**What is expected**
If a line in the listing carries the word "RwLock", return a copy of that line.

**Exercise inputs**
☆ ☆ ☆ ☆ ☆ ☆ ☆

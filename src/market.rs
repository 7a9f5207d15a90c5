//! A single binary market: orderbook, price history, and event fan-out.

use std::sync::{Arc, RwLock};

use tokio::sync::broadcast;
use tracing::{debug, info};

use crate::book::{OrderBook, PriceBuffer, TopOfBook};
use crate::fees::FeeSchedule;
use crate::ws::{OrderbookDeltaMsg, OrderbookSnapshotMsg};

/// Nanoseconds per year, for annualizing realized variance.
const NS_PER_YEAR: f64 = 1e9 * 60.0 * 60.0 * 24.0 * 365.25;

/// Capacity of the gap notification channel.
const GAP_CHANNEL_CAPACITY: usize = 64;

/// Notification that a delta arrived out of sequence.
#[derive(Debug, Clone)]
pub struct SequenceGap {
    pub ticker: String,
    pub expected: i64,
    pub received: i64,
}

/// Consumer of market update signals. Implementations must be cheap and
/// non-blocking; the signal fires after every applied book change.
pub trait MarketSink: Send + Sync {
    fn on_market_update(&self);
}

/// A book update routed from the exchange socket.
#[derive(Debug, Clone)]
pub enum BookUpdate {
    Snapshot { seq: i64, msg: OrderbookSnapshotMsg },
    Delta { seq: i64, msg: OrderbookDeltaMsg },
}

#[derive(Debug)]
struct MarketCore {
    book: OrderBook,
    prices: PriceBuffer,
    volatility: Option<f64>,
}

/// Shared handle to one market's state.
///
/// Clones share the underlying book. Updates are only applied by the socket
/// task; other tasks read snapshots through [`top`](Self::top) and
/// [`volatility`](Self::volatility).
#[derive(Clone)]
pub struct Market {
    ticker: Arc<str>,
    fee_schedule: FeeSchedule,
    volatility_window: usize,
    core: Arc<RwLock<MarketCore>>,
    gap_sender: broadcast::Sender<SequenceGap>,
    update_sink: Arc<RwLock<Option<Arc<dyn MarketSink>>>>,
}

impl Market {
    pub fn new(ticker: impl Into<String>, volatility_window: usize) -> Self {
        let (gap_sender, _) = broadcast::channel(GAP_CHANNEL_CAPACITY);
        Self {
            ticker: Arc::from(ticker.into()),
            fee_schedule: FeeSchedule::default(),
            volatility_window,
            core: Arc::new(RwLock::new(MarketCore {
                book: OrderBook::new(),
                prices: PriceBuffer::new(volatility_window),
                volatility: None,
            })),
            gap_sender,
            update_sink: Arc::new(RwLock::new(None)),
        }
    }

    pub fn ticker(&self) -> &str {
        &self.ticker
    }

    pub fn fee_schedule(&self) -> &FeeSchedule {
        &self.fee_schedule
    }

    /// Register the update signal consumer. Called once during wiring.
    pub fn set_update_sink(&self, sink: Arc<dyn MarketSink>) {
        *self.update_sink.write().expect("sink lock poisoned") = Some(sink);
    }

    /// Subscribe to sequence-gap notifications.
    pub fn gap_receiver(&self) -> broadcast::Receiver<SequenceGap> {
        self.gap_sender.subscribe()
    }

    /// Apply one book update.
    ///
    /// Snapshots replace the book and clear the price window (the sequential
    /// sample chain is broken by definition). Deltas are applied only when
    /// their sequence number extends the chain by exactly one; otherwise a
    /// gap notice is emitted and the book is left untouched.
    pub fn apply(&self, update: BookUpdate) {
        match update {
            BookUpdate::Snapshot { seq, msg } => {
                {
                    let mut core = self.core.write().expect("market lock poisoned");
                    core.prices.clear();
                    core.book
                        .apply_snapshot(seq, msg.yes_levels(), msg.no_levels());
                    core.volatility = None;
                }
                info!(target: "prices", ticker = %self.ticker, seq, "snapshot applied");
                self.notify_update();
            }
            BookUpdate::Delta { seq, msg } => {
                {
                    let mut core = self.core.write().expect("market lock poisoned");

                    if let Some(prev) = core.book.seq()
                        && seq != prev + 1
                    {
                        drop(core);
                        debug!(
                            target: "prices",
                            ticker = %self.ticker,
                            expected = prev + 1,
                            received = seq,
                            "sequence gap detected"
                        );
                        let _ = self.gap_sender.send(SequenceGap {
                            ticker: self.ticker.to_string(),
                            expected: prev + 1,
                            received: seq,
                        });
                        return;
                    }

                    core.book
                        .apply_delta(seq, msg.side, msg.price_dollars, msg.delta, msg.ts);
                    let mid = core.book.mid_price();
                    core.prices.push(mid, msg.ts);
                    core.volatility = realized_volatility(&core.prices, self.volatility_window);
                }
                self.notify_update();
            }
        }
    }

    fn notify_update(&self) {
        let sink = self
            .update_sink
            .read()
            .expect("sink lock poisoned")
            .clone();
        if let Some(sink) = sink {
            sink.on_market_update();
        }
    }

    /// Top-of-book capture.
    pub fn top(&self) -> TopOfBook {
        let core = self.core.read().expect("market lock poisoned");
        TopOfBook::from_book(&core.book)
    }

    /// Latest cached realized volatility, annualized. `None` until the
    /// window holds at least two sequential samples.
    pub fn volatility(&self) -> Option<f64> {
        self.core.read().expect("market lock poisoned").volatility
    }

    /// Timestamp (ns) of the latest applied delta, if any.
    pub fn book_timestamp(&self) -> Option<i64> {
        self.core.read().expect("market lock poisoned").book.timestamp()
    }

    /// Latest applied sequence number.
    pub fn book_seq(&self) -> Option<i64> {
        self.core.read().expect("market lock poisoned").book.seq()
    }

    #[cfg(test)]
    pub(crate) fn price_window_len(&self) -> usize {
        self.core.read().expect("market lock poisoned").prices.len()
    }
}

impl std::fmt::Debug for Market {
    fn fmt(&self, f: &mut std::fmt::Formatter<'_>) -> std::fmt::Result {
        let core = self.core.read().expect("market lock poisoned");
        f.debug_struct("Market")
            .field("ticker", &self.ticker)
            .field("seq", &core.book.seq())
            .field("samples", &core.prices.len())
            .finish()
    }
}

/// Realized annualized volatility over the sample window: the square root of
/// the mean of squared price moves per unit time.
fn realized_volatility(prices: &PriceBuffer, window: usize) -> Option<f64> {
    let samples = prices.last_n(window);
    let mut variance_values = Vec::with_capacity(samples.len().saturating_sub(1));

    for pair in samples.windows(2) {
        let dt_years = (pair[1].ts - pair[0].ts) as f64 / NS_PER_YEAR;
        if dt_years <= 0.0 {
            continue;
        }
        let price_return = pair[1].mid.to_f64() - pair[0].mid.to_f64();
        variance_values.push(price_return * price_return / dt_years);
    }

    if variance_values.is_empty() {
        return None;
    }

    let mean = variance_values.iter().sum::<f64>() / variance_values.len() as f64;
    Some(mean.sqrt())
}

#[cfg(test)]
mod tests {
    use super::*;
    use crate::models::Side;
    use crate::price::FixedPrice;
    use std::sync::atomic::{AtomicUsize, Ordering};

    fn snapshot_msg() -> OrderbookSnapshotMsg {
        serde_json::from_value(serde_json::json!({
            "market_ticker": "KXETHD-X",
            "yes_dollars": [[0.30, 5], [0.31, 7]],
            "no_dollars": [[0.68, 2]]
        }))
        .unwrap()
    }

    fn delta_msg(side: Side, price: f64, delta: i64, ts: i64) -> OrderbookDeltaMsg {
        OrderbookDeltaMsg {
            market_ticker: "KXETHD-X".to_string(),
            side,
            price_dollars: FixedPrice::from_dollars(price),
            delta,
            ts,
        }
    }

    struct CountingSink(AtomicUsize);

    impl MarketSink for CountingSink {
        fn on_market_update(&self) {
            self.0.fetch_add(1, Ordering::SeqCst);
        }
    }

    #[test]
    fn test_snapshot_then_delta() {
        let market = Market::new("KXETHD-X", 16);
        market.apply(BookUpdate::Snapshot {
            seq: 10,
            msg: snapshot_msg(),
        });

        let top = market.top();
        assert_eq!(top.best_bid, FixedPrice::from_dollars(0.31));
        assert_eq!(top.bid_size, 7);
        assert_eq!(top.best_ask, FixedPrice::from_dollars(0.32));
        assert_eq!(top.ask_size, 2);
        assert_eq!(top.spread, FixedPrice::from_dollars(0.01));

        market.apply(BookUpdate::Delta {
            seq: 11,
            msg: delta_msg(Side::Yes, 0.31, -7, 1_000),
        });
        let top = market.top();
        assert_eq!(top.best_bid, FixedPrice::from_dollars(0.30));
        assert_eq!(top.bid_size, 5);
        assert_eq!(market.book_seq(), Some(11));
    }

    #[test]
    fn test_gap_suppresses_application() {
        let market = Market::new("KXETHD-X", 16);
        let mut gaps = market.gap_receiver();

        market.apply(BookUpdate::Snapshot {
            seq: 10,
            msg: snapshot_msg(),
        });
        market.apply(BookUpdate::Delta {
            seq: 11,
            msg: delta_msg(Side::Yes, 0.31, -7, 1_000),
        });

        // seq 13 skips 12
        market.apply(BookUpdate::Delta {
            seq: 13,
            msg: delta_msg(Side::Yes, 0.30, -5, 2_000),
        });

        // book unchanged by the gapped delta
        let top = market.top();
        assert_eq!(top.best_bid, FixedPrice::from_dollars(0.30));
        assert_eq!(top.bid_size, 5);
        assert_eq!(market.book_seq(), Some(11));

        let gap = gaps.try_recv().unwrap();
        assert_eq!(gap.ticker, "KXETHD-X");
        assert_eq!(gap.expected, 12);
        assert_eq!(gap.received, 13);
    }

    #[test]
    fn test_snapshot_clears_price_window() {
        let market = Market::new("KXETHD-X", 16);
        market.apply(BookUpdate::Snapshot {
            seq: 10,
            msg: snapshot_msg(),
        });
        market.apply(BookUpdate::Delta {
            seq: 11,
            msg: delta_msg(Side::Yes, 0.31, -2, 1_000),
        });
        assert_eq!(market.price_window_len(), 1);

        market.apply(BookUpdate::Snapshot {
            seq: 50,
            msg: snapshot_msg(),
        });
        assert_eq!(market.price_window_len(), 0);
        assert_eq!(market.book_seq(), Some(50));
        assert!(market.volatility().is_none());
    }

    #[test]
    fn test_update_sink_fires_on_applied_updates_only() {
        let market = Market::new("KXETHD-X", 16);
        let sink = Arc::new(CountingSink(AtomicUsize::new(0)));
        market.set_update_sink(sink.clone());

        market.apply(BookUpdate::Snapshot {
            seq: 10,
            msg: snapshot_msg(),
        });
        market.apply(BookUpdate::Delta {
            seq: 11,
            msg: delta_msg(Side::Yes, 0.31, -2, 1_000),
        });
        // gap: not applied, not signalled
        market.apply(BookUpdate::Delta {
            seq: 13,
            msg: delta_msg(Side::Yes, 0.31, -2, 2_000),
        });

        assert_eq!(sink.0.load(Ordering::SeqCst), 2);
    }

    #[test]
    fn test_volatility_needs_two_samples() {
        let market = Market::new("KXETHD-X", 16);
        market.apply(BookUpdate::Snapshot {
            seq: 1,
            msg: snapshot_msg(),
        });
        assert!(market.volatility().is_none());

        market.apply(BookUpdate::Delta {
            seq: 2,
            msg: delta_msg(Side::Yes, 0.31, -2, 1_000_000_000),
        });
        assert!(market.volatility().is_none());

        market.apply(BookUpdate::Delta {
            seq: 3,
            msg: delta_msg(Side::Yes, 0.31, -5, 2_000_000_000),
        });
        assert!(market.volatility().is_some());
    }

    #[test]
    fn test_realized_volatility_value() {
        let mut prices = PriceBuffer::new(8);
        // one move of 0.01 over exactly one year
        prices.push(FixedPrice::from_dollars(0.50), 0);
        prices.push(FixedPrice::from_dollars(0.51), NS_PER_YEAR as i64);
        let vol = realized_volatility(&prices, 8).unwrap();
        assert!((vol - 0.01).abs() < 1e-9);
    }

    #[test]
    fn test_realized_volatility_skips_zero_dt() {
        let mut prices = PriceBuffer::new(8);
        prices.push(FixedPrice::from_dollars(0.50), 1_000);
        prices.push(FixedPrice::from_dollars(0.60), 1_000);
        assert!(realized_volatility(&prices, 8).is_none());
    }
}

☆ ☆ ☆ ☆ ☆ ☆ ☆

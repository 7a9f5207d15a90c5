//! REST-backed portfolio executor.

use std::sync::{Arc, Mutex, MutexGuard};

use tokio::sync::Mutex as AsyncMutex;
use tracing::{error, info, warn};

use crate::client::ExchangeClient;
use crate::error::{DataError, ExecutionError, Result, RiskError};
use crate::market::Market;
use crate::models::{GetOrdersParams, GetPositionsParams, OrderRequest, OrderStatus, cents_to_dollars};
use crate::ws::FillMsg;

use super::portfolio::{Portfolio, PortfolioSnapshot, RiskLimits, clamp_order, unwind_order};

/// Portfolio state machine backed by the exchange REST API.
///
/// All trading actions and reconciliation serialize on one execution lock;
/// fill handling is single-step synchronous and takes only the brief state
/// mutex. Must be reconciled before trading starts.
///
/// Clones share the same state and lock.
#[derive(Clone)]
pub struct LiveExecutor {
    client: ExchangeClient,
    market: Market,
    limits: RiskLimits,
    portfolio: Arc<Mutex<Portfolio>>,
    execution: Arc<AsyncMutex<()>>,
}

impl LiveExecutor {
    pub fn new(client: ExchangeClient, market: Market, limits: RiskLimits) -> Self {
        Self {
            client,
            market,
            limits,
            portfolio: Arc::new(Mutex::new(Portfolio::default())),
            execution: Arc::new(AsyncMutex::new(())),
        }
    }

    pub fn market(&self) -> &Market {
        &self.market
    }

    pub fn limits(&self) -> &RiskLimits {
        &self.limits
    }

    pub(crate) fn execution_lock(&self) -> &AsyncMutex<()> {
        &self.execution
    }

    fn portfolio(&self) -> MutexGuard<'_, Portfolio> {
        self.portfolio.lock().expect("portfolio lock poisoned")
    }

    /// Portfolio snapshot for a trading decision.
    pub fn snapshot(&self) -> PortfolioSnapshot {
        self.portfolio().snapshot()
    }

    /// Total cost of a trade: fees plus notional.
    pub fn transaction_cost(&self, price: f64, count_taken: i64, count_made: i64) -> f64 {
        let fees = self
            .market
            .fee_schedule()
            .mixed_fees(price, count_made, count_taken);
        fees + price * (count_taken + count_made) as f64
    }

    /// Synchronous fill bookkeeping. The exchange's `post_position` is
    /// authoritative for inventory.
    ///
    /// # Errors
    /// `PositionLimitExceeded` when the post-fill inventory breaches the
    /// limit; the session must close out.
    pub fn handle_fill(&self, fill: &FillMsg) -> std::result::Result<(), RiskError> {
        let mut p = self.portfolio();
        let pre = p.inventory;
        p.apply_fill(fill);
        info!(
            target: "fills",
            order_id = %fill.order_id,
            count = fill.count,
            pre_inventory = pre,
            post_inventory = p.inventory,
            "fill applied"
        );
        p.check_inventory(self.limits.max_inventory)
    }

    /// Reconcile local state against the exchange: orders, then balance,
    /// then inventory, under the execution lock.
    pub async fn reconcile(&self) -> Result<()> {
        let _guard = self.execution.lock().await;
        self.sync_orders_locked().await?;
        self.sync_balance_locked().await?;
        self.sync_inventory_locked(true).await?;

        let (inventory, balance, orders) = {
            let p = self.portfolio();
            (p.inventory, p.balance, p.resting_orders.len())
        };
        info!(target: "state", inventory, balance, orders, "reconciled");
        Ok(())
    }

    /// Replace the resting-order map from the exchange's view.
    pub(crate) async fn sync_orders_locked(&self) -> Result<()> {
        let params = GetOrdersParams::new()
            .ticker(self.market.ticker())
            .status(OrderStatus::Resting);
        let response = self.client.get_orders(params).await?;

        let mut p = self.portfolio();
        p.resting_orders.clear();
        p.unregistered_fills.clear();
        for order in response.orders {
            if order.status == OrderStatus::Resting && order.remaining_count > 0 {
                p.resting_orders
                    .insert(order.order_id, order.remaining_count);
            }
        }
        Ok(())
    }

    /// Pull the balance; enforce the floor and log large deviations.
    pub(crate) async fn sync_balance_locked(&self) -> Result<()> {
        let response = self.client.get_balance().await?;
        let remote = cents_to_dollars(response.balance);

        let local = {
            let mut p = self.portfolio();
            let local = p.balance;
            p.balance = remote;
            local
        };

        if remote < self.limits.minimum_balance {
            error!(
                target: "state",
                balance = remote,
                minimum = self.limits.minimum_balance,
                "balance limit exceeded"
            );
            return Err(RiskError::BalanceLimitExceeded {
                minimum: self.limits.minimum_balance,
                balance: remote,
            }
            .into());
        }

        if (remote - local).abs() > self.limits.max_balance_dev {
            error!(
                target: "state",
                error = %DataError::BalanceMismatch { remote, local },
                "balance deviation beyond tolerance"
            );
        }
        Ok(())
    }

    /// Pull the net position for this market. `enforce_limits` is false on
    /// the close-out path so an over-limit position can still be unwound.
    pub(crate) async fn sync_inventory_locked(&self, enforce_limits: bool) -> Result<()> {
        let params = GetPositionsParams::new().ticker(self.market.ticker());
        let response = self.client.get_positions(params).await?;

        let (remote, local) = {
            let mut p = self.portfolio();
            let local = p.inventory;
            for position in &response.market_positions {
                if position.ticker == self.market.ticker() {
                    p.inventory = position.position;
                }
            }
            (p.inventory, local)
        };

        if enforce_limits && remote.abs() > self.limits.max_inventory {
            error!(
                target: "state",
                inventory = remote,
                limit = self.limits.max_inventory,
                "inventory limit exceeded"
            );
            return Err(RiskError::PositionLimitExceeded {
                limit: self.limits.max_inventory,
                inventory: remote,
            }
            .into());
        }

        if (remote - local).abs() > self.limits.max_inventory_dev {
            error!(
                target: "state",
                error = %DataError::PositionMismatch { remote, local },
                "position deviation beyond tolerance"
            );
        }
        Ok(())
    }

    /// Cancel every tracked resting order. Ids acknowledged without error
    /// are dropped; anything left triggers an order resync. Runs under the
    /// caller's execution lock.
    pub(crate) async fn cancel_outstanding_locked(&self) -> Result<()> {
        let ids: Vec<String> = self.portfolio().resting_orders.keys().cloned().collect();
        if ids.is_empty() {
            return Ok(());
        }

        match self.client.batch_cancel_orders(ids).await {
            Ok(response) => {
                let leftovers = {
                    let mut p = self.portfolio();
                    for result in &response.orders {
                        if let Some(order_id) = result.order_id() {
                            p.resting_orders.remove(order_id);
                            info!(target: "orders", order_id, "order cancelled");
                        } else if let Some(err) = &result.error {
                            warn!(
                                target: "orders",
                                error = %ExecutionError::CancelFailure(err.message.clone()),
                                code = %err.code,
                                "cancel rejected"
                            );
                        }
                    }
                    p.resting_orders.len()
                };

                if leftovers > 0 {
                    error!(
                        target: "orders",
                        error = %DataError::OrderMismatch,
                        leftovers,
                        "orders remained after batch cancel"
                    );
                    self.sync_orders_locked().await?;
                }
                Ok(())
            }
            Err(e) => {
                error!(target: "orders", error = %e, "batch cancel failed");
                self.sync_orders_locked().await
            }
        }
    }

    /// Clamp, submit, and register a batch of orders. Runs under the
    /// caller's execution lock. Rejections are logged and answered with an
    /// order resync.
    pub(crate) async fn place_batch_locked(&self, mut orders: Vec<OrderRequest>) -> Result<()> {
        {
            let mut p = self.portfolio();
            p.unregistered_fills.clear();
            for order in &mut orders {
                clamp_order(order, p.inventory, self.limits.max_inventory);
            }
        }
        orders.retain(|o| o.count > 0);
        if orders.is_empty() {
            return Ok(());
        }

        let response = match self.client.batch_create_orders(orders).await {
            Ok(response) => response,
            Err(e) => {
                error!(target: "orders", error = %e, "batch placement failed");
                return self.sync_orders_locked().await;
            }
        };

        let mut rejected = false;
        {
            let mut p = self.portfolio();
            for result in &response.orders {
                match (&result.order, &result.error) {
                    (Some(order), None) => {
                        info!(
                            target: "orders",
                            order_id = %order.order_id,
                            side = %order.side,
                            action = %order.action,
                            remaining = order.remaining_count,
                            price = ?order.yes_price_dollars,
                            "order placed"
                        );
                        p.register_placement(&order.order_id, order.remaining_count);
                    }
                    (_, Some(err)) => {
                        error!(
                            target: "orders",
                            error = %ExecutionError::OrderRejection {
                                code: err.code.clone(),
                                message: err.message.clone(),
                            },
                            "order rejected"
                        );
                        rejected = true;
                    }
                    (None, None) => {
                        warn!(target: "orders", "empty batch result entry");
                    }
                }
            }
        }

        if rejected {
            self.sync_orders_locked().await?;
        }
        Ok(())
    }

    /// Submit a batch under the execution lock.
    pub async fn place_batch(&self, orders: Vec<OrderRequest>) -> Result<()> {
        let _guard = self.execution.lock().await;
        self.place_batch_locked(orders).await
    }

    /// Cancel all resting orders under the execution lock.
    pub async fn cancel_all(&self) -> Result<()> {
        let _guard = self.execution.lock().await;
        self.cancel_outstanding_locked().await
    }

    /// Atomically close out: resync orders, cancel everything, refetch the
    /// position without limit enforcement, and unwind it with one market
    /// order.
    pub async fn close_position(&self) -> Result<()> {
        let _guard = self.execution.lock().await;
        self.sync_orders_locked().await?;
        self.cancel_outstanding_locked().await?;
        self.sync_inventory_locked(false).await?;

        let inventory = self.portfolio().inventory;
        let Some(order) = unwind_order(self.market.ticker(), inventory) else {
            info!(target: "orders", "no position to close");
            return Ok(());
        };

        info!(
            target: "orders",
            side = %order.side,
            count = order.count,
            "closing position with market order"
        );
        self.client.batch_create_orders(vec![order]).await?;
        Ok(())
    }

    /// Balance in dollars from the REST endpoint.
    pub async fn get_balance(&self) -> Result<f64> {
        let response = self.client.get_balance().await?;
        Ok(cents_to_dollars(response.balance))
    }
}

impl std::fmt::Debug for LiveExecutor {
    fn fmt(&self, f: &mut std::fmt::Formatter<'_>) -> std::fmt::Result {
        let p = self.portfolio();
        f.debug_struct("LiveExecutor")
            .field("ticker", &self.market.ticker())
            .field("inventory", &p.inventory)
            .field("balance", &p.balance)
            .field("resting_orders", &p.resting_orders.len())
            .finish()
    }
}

☆ ☆ ☆ ☆ ☆ ☆ ☆

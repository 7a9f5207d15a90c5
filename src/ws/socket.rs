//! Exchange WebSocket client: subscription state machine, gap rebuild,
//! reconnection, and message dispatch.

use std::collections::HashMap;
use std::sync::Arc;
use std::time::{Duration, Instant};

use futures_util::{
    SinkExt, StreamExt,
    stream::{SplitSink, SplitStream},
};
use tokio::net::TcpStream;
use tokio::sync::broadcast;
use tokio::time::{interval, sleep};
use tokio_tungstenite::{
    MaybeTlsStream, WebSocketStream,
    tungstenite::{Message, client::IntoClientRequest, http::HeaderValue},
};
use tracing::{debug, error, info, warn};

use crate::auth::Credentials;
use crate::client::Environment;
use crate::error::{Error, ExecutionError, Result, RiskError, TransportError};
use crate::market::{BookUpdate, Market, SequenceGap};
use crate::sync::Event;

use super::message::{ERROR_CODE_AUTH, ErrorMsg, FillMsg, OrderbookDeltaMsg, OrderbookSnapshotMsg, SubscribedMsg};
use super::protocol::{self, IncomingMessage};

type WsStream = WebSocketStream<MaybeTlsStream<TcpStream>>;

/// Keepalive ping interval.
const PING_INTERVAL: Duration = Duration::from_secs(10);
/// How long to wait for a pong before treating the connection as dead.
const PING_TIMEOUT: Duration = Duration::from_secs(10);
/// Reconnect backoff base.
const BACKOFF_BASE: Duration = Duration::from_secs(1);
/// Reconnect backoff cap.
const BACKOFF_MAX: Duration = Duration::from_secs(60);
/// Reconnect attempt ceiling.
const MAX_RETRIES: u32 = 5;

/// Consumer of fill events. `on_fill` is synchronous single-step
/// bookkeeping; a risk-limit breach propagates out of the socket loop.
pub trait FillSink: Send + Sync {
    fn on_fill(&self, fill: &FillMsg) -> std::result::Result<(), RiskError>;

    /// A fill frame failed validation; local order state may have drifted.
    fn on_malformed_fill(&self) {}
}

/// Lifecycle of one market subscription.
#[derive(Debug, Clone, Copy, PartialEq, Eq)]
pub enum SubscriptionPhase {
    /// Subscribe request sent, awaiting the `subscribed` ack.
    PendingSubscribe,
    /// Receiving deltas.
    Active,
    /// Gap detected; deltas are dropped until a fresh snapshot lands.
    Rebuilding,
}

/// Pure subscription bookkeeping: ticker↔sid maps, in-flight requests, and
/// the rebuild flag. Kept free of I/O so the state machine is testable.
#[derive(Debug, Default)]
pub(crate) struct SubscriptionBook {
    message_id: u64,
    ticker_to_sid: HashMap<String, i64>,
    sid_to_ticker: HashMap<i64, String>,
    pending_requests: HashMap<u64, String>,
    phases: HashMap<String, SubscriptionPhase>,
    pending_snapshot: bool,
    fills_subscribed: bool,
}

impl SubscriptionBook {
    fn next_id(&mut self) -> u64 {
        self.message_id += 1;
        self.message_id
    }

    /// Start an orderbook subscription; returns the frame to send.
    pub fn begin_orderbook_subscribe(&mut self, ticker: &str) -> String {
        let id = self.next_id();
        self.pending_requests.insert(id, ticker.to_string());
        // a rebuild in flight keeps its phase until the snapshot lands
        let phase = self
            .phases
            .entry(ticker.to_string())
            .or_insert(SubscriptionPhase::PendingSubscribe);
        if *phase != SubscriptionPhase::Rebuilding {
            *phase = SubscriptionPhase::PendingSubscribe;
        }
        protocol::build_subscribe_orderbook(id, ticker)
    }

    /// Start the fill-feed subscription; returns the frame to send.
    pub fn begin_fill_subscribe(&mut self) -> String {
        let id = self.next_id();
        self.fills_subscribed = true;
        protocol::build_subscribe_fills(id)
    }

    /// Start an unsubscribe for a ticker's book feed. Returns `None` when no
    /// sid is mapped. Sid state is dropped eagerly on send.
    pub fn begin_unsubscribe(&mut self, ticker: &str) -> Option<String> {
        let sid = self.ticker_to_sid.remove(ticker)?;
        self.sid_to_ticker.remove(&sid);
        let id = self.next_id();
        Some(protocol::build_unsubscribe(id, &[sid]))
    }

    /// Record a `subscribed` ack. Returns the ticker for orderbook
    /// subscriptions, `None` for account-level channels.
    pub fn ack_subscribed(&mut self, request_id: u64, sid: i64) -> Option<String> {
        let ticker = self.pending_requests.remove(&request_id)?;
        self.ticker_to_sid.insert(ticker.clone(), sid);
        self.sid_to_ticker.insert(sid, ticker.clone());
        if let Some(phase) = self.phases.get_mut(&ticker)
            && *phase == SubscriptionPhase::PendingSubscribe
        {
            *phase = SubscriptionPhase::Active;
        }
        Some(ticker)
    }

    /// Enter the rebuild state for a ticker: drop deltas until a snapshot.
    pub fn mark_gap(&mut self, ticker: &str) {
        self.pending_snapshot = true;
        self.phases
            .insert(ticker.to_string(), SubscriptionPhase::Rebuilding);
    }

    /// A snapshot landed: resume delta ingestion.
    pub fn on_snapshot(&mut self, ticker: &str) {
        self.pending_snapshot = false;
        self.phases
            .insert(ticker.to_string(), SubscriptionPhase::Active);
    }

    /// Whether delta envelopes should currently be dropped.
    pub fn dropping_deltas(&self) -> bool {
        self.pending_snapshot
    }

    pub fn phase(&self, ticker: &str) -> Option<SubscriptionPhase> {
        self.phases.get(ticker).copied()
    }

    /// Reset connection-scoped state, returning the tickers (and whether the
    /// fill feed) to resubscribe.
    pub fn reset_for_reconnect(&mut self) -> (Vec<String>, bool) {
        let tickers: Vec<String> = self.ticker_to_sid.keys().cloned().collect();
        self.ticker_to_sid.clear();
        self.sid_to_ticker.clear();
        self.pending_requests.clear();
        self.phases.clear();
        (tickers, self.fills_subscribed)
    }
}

☆ ☆ ☆ ☆ ☆ ☆ ☆

**Answer to the problem**
use std::sync::{Arc, RwLock};
    core: Arc<RwLock<MarketCore>>,
    update_sink: Arc<RwLock<Option<Arc<dyn MarketSink>>>>,
            core: Arc::new(RwLock::new(MarketCore {
            update_sink: Arc::new(RwLock::new(None)),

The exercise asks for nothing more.